Here’s my little aside!
There’s lots of activity that is not involve a designated exercise program, that works well. Our ancestors did not set special times and places to exercise. Their daily activities help keep them healthy and in shape. Being dedicated to an exercise routine is one of the hardest commitments a lot of people make. Sometimes, it’s better to have “reasons” for activity. So you feel like you’re accomplishing something, while you’re exercising.
- Gardening and yard work – My preference is gardening, of course. Not only do you get good food out of the deal, but great exercise.
- Clean your house, your closets, your cabinets – Put some music on and dance while you’re working to give you even more activity. You’re bending, stretching, moving.
- Hang your clothes outside to dry – I know it’s a pain, but it makes you move and stretch. Plus you save money on electricity, and it’s greener. Surely one of those reasons will make you say, “OK, I’ll do it!”
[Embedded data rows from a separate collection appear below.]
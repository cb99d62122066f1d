//! Orchestration: argument handling, broker/core startup, driver creation, run and shutdown.

use std::path::{Path, PathBuf};
use std::time::Duration;

use fmu::catalog::Capability;
use fmu::{Fmi2Error, FmuLibrary, LibraryManager};
use fmu_bus::{BrokerApp, CoreApp, FederateInfo, Time, TimeProperty};

use crate::config::ConfigFile;
use crate::cosim_federate::CoSimFederate;
use crate::options::Options;
use crate::RunnerError;

/// Exit codes of the runner.
#[derive(Debug, Clone, Copy, PartialEq, Eq)]
#[repr(i32)]
pub enum ErrorCode {
    Ok = 0,
    /// Input files omitted or not found
    MissingFile = 30,
    /// Input path could not be resolved
    InvalidFile = 31,
    /// FMU archive or model description rejected
    InvalidFmu = 32,
    /// Instantiate returned null or the library was rejected
    FmuError = 33,
    /// Config file parse or load failure
    FileProcessingError = 34,
    BrokerConnectFailure = 35,
    CoreConnectFailure = 36,
    /// A `--set` assignment was discarded by the FMU
    DiscardedParameterError = 37,
}

#[derive(Debug, Clone, Copy, PartialEq, Eq, PartialOrd, Ord)]
enum State {
    Created,
    Loaded,
    Initialized,
    Running,
    Closed,
    Error,
}

const DEFAULT_STEP: f64 = 0.001;
const DEFAULT_STOP: f64 = 30.0;
const DISCONNECT_DEADLINE: Duration = Duration::from_millis(500);
const ERROR_DISCONNECT_DEADLINE: Duration = Duration::from_millis(150);

/// Loads the inputs, starts (or attaches to) the bus, owns one driver per FMU and walks them
/// through initialize/run/close with unified error termination.
pub struct FmiRunner {
    options: Options,
    fed_info: FederateInfo,
    step_time: Option<Time>,
    stop_time: Option<Time>,
    broker: Option<BrokerApp>,
    core: Option<CoreApp>,
    cosim_feds: Vec<CoSimFederate>,
    state: State,
    return_code: i32,
}
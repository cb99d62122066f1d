#![doc = include_str!("../README.md")]
#![deny(unsafe_code)]
#![deny(clippy::all)]

mod broker;
mod core;
mod federate;
mod info;
mod time;

pub use broker::BrokerApp;
pub use core::CoreApp;
pub use federate::{
    IterationRequest, IterationResult, Publication, Subscription, ValueFederate,
};
pub use info::FederateInfo;
pub use time::{Time, TimeProperty};

#[derive(Debug, thiserror::Error)]
pub enum BusError {
    #[error("No core registered under the name {0}")]
    CoreNotFound(String),

    #[error("No broker reachable at {0}")]
    BrokerNotFound(String),

    #[error("The bus has been terminated")]
    Terminated,

    #[error("Invalid time value: {0}")]
    InvalidTime(String),

    #[error("Error loading federate info: {0}")]
    InfoFormat(String),

    #[error(transparent)]
    Io(#[from] std::io::Error),
}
- Take a hike – There are great places to hike all over central Texas, check State Park Hiking and Walking Trails. You can enjoy being outside and getting exercise.
- Fidget – If you’re watching TV or sitting at the computer or reading, move or fidget, get up and down. Any muscle movement is better than being still.
- Grocery store or any shopping – Park way out in the parking lot and walk briskly into the store. When you’re pushing that shopping cart, stand up straight and walk with purpose!